The next Big Tech battle: Amazon's bet on healthcare begins to take shape [ungated] - "The company is in the process of unveiling a flurry of consumer-facing healthcare services, such as an online pharmacy and telehealth. At the same time, it is steadily developing its capabilities with AWS — an effort to create a new operating system for care that ranges from managing healthcare records to applying AI to predict when a person may become ill."[5,6]

-We've Spent Billions to Fix Our Medical Records, and They're Still a Mess. Here's Why.
-The Billionaire Who Controls Your Medical Records
-Hospitals and Insurers Didn't Want You to See These Prices. Here's Why. [ungated]
posted by kliuless at 3:27 AM on September 15, 2021


Xi Jinping's War on Spontaneous Order - "The essential challenge facing any observer analyzing this campaign is this: what accounts for the target list? What do K-pop fan groups, after school tutoring companies, Meituan delivery men, online algorithms, plastic surgeons, overheated housing markets, celebrity ranking lists, and tech monopolies have in common?"[1,2]

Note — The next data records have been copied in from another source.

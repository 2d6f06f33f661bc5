//! Local id recycling.
//!
//! Removed records give their local id back to an [`IdRecycler`]. Up to
//! `capacity` ids wait in a ring and are reused immediately. Ids that do not
//! fit stay in the table as `ZOMBIE` slots and are only counted; when the
//! ring runs dry, a bounded sweep of the table turns zombies back into free
//! slots and refills the ring.
//!
//! The recycler never mints ids. When it has nothing to hand out, the
//! caller takes the next fresh id from its own counter.

use std::collections::VecDeque;

use chunkstore_common::error::StoreResult;
use chunkstore_common::types::NodeId;
use chunkstore_memory::Arena;
use tracing::{debug, trace};

use crate::table::TranslationTable;

/// Pool of reusable local ids for one owner.
#[derive(Debug, Clone)]
pub struct IdRecycler {
    owner: NodeId,
    capacity: usize,
    ring: VecDeque<u64>,
    /// Ids in the ring plus zombies not swept yet.
    available: u64,
}

impl IdRecycler {
    /// Creates an empty recycler.
    pub fn new(owner: NodeId, capacity: usize) -> Self {
        Self {
            owner,
            capacity: capacity.max(1),
            ring: VecDeque::with_capacity(capacity.max(1)),
            available: 0,
        }
    }

    /// Rebuilds a recycler from saved state.
    pub fn restore(owner: NodeId, capacity: usize, ring: Vec<u64>, available: u64) -> Self {
        let capacity = capacity.max(ring.len()).max(1);
        let available = available.max(ring.len() as u64);
        Self {
            owner,
            capacity,
            ring: ring.into(),
            available,
        }
    }

    /// Owner whose ids are recycled.
    pub fn owner(&self) -> NodeId {
        self.owner
    }

    /// Ring capacity.
    pub fn capacity(&self) -> usize {
        self.capacity
    }

    /// Ids waiting in the ring.
    pub fn len(&self) -> usize {
        self.ring.len()
    }

    /// Returns true if the ring is empty.
    pub fn is_empty(&self) -> bool {
        self.ring.is_empty()
    }

    /// Ids in the ring plus zombies believed to be in the table.
    pub fn available(&self) -> u64 {
        self.available
    }

    /// Ring contents in hand-out order.
    pub fn ring_ids(&self) -> Vec<u64> {
        self.ring.iter().copied().collect()
    }

    /// Offers a freed local id.
    ///
    /// Returns true if the id went into the ring, in which case the caller
    /// frees the slot. Otherwise the caller leaves a zombie behind. The id
    /// is counted as available either way.
    pub fn put(&mut self, lid: u64) -> bool {
        self.available += 1;
        if self.ring.len() < self.capacity {
            self.ring.push_back(lid);
            trace!(lid, "recycled id into ring");
            true
        } else {
            false
        }
    }

    /// Takes a reusable id, sweeping zombies out of `table` if the ring is
    /// empty. `None` means the caller must mint a fresh id.
    pub fn get<A: Arena>(&mut self, table: &TranslationTable<A>) -> StoreResult<Option<u64>> {
        if self.ring.is_empty() && self.available > 0 {
            self.refill(table)?;
        }
        let lid = self.ring.pop_front();
        if lid.is_some() {
            self.available = self.available.saturating_sub(1);
        }
        Ok(lid)
    }

    /// Takes `n` numerically consecutive ids if the ring currently holds
    /// such a run in consecutive positions. Leaves the ring untouched
    /// otherwise.
    pub fn get_consecutive(&mut self, n: usize) -> Option<Vec<u64>> {
        if n == 0 {
            return Some(Vec::new());
        }
        let mut run_start = 0;
        let mut run_len = 0;
        let mut previous: Option<u64> = None;
        let mut found = None;
        for (index, &lid) in self.ring.iter().enumerate() {
            if previous.and_then(|p| p.checked_add(1)) == Some(lid) {
                run_len += 1;
            } else {
                run_start = index;
                run_len = 1;
            }
            previous = Some(lid);
            if run_len == n {
                found = Some(run_start);
                break;
            }
        }

        let start = found?;
        let ids: Vec<u64> = self.ring.drain(start..start + n).collect();
        self.available = self.available.saturating_sub(n as u64);
        Some(ids)
    }

    /// Sweeps zombies of this owner out of `table` into the ring until it
    /// is full. Returns the number of ids added.
    pub fn refill<A: Arena>(&mut self, table: &TranslationTable<A>) -> StoreResult<usize> {
        let room = self.capacity - self.ring.len();
        if room == 0 {
            return Ok(0);
        }
        let ring = &mut self.ring;
        let found = table.sweep_zombies(self.owner, room, |lid| ring.push_back(lid))?;
        if found < room {
            // The sweep saw every zombie, so nothing beyond the ring is left.
            self.available = self.ring.len() as u64;
        }
        debug!(found, ring = self.ring.len(), available = self.available, "refilled id recycler");
        Ok(found)
    }
}

#[cfg(test)]
mod tests {
    use super::*;
    use crate::table::tests::{record, setup};
    use chunkstore_common::types::ChunkId;
    use rand::rngs::StdRng;
    use rand::{Rng, SeedableRng};
    use std::collections::HashSet;

    fn owner() -> NodeId {
        NodeId::new(1)
    }

    #[test]
    fn test_put_respects_capacity() {
        let mut recycler = IdRecycler::new(owner(), 2);
        assert!(recycler.put(1));
        assert!(recycler.put(2));
        assert!(!recycler.put(3));
        assert_eq!(recycler.len(), 2);
        assert_eq!(recycler.available(), 3);
    }

    #[test]
    fn test_zombie_is_recovered_by_refill() {
        let (mut heap, table) = setup(4, true);
        let mut recycler = IdRecycler::new(owner(), 1);

        for lid in [5u64, 9] {
            let slot = table
                .translate_or_create(ChunkId::new(owner(), lid), &mut heap)
                .unwrap();
            table.store_entry(slot, record(64 + lid)).unwrap();
        }

        let accepted = recycler.put(9);
        assert!(accepted);
        table.delete(ChunkId::new(owner(), 9), !accepted).unwrap();

        let accepted = recycler.put(5);
        assert!(!accepted);
        table.delete(ChunkId::new(owner(), 5), !accepted).unwrap();
        assert!(table.lookup(ChunkId::from_raw(0x0001_0000_0000_0005)).unwrap().is_zombie());

        assert_eq!(recycler.get(&table).unwrap(), Some(9));
        assert_eq!(recycler.get(&table).unwrap(), Some(5));
        assert!(table.lookup(ChunkId::new(owner(), 5)).unwrap().is_free());
        assert_eq!(recycler.get(&table).unwrap(), None);
        assert_eq!(recycler.available(), 0);
    }

    #[test]
    fn test_stale_count_is_reset() {
        let (_heap, table) = setup(4, true);
        let mut recycler = IdRecycler::restore(owner(), 4, Vec::new(), 10);
        assert_eq!(recycler.get(&table).unwrap(), None);
        assert_eq!(recycler.available(), 0);
    }

    #[test]
    fn test_get_consecutive() {
        let mut recycler = IdRecycler::new(owner(), 16);
        for lid in [4u64, 10, 11, 13, 14, 15, 16, 20] {
            recycler.put(lid);
        }

        assert_eq!(recycler.get_consecutive(3), Some(vec![13, 14, 15]));
        assert_eq!(recycler.ring_ids(), vec![4, 10, 11, 16, 20]);
        assert_eq!(recycler.available(), 5);

        assert_eq!(recycler.get_consecutive(3), None);
        assert_eq!(recycler.ring_ids(), vec![4, 10, 11, 16, 20]);

        assert_eq!(recycler.get_consecutive(2), Some(vec![10, 11]));
        assert_eq!(recycler.get_consecutive(1), Some(vec![4]));
    }

    #[test]
    fn test_restore_keeps_ring_order() {
        let recycler = IdRecycler::restore(owner(), 8, vec![3, 1, 2], 5);
        assert_eq!(recycler.ring_ids(), vec![3, 1, 2]);
        assert_eq!(recycler.available(), 5);
        assert_eq!(recycler.capacity(), 8);
    }

    #[test]
    fn test_random_churn_never_reuses_live_ids() {
        let (mut heap, table) = setup(4, true);
        let mut recycler = IdRecycler::new(owner(), 4);
        let mut rng = StdRng::seed_from_u64(17);

        let mut live: Vec<u64> = Vec::new();
        let mut released: HashSet<u64> = HashSet::new();
        let mut next_fresh = 0u64;

        for _ in 0..2000 {
            if live.is_empty() || rng.gen_bool(0.55) {
                let lid = match recycler.get(&table).unwrap() {
                    Some(lid) => {
                        assert!(released.remove(&lid), "id {lid} was never released");
                        lid
                    }
                    None => {
                        next_fresh += 1;
                        next_fresh - 1
                    }
                };
                assert!(!live.contains(&lid));
                let id = ChunkId::new(owner(), lid);
                let slot = table.translate_or_create(id, &mut heap).unwrap();
                assert!(table.entry(slot).unwrap().is_free());
                table.store_entry(slot, record(64 + lid)).unwrap();
                live.push(lid);
            } else {
                let lid = live.swap_remove(rng.gen_range(0..live.len()));
                let accepted = recycler.put(lid);
                table.delete(ChunkId::new(owner(), lid), !accepted).unwrap();
                released.insert(lid);
            }
        }

        // Every released id is either queued or still a zombie.
        let queued = recycler.ring_ids();
        assert!(queued.iter().all(|lid| released.contains(lid)));
        assert_eq!(queued.len() as u64 + table.scan().unwrap().zombies, released.len() as u64);
        assert_eq!(table.scan().unwrap().live.len(), live.len());
    }
}
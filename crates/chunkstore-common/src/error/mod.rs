//! Error handling for ChunkStore.
//!
//! This module provides a unified error type and result alias used
//! across all ChunkStore components.

mod store;

pub use store::{ErrorCode, StoreError};

/// Result type alias for ChunkStore operations.
pub type StoreResult<T> = std::result::Result<T, StoreError>;
//! Bounded windows over a record's payload.
//!
//! A view is handed to closures while the store holds the record's lock.
//! Offsets are relative to the payload start and checked against the
//! payload length, so a closure can never touch a neighbouring block.

use bytes::Bytes;
use chunkstore_common::error::{StoreError, StoreResult};
use chunkstore_memory::{Address, Arena};

/// Read-only window over a record payload.
#[derive(Clone, Copy)]
pub struct RecordRef<'a> {
    arena: &'a dyn Arena,
    address: Address,
    len: u64,
}

impl<'a> RecordRef<'a> {
    pub(crate) fn new(arena: &'a dyn Arena, address: Address, len: u64) -> Self {
        Self {
            arena,
            address,
            len,
        }
    }

    /// Payload length in bytes.
    pub fn len(&self) -> u64 {
        self.len
    }

    /// Returns true for an empty window.
    pub fn is_empty(&self) -> bool {
        self.len == 0
    }

    /// Arena address of the first payload byte.
    pub fn address(&self) -> Address {
        self.address
    }

    fn check(&self, offset: u64, len: u64) -> StoreResult<Address> {
        match offset.checked_add(len) {
            Some(end) if end <= self.len => Ok(self.address.offset(offset)),
            _ => Err(StoreError::invalid_argument(format!(
                "{len} bytes at offset {offset} exceed record of {} bytes",
                self.len
            ))),
        }
    }

    /// Copies `buf.len()` bytes starting at `offset`.
    pub fn read_at(&self, offset: u64, buf: &mut [u8]) -> StoreResult<()> {
        let address = self.check(offset, buf.len() as u64)?;
        self.arena.read_bytes(address, buf)
    }

    /// Reads a little-endian integer of `width` bytes (1..=8) at `offset`.
    pub fn read_uint(&self, offset: u64, width: usize) -> StoreResult<u64> {
        if !(1..=8).contains(&width) {
            return Err(StoreError::invalid_argument(format!(
                "integer width {width} not in 1..=8"
            )));
        }
        let mut bytes = [0u8; 8];
        self.read_at(offset, &mut bytes[..width])?;
        Ok(u64::from_le_bytes(bytes))
    }

    /// Copies the whole payload.
    pub fn to_vec(&self) -> StoreResult<Vec<u8>> {
        let len = usize::try_from(self.len)
            .map_err(|_| StoreError::invalid_argument("record larger than address space"))?;
        let mut buf = vec![0u8; len];
        self.arena.read_bytes(self.address, &mut buf)?;
        Ok(buf)
    }

    /// Copies the whole payload into a `Bytes` buffer.
    pub fn to_bytes(&self) -> StoreResult<Bytes> {
        self.to_vec().map(Bytes::from)
    }
}

impl std::fmt::Debug for RecordRef<'_> {
    fn fmt(&self, f: &mut std::fmt::Formatter<'_>) -> std::fmt::Result {
        f.debug_struct("RecordRef")
            .field("address", &self.address)
            .field("len", &self.len)
            .finish()
    }
}

/// Writable window over a record payload.
///
/// Only created while the store holds the record's write lock.
#[derive(Debug)]
pub struct RecordMut<'a> {
    inner: RecordRef<'a>,
}

impl<'a> RecordMut<'a> {
    pub(crate) fn new(arena: &'a dyn Arena, address: Address, len: u64) -> Self {
        Self {
            inner: RecordRef::new(arena, address, len),
        }
    }

    /// Read-only view of the same window.
    pub fn view(&self) -> RecordRef<'a> {
        self.inner
    }

    /// Payload length in bytes.
    pub fn len(&self) -> u64 {
        self.inner.len
    }

    /// Returns true for an empty window.
    pub fn is_empty(&self) -> bool {
        self.inner.is_empty()
    }

    /// Copies `buf.len()` bytes starting at `offset`.
    pub fn read_at(&self, offset: u64, buf: &mut [u8]) -> StoreResult<()> {
        self.inner.read_at(offset, buf)
    }

    /// Overwrites bytes starting at `offset`.
    pub fn write_at(&mut self, offset: u64, data: &[u8]) -> StoreResult<()> {
        let address = self.inner.check(offset, data.len() as u64)?;
        self.inner.arena.write_bytes(address, data)
    }

    /// Writes the low `width` bytes (1..=8) of `value` little-endian.
    pub fn write_uint(&mut self, offset: u64, width: usize, value: u64) -> StoreResult<()> {
        if !(1..=8).contains(&width) {
            return Err(StoreError::invalid_argument(format!(
                "integer width {width} not in 1..=8"
            )));
        }
        self.write_at(offset, &value.to_le_bytes()[..width])
    }

    /// Sets every payload byte to `value`.
    pub fn fill(&mut self, value: u8) -> StoreResult<()> {
        self.inner
            .arena
            .fill(self.inner.address, self.inner.len, value)
    }
}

Each targets an industry that seems to strip people of their agency and rob them of their dignity. Each seems to hijack healthy behavior with a set of short term incentives whose end results are self destructive and degrading.
China says to set governance rules for algorithms over next three years - "The Cyberspace Administration of China (CAC) said in a statement that algorithms developed by technology firms should uphold core values of socialism and that enterprises should set systems for algorithm safety and responsibility."